Long Beach, Calif.
February 23, 2001
My grandma and grandpa came to Long Beach in the mid 1930s, when it was a new surfside development, full of people like them: Midwestern newlyweds trying to escape harsh winters and Victorian parents. They had met in Globe, Arizona
a few years before.
She was a kindergarten teacher with a two-year degree from Mankato Teachers College, which she parlayed into a job 1,500 miles from the icy winters of Northern Minnesota's Iron Range. He was an Oklahoma farm boy who had grown up in the panhandle. Once, after closing up the barber shop where he worked, he went across the street to crank up his car. He had left it in Drive, so when the car cranked alive, it chugged across the street and through the plate glass window of the barber shop.
A few years into the Great Depression, they set out from Arizona to Bakersfield, where my grandpa apprenticed as an undertaker -- a profession that seemed (and proved to be) recession-proof. After his apprenticeship, they moved down to Long Beach, where they lived together and with their only child, my dad, through the 40s, 50s, and 60s. In 1971, my grandpa died of throat cancer, a cruel fate for someone who never used tobacco. In the 30 years since, my grandma has lived and worked here in Long Beach, living in her 5th floor condo overlooking Alamitos Bay.

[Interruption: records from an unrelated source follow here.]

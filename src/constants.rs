//! Shared constants/defaults
//!

/// Default Gemini model used for verdicts.
pub const DEFAULT_TEXT_MODEL: &str = "gemini-2.0-flash";

/// Default Replicate model reference used for posters.
pub const DEFAULT_IMAGE_MODEL: &str =
    "tencentarc/photomaker:ddfc2b6a45641951921a882ee57bd56130286cd9ad95130daef6795f63d50839";

/// Gemini REST API root.
pub const GEMINI_API_BASE: &str = "https://generativelanguage.googleapis.com";

/// Replicate REST API root.
pub const REPLICATE_API_BASE: &str = "https://api.replicate.com/v1";

/// Things the poster must never look like.
pub const NEGATIVE_PROMPT: &str =
    "ugly, distorted, low quality, deformed face, extra limbs, wedding, text, watermark";

/// How far the poster may drift from the uploaded photo.
pub const PROMPT_STRENGTH: f32 = 0.8;

/// Guidance scale for the image model.
pub const GUIDANCE_SCALE: f32 = 5.0;

/// Poster aspect ratio.
pub const ASPECT_RATIO: &str = "2:3";

/// Seconds between job status checks.
pub const DEFAULT_POLL_INTERVAL_SECS: u64 = 2;

/// Seconds before a pending job is abandoned.
pub const DEFAULT_POLL_TIMEOUT_SECS: u64 = 300;

/// Timeout for a single outbound HTTP request, in seconds.
pub const HTTP_REQUEST_TIMEOUT_SECS: u64 = 60;

/// Largest accepted request body; headshots come straight off phones.
pub const MAX_UPLOAD_BYTES: usize = 15 * 1024 * 1024;

/// Photos are shrunk so neither side exceeds this many pixels.
pub const MAX_PHOTO_EDGE: u32 = 1536;

/// Sessions expire after this many hours of inactivity.
pub const SESSION_INACTIVITY_HOURS: i64 = 2;

/// Default bracket size in tournament mode.
pub const DEFAULT_BRACKET_SIZE: usize = 8;

/// Word photomaker expects right after the subject in its prompt.
pub const PHOTOMAKER_TRIGGER: &str = "img";

/// Sampling steps sent to photomaker.
pub const PHOTOMAKER_STEPS: u32 = 30;

/// Photomaker style preset.
pub const PHOTOMAKER_STYLE: &str = "Photographic";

Now, in a few days, nearly 70 years of living in Long Beach will come to an end for her when we bring her up to Santa Rosa. This week she's in a convalescent hospital. Visiting there makes me pray that I go in my sleep before I need to go into one. The noise, the screams, ("Help! Get me a pillow!") the smells are frightening. Walking down the hall, "Jeopardy" plays from every room.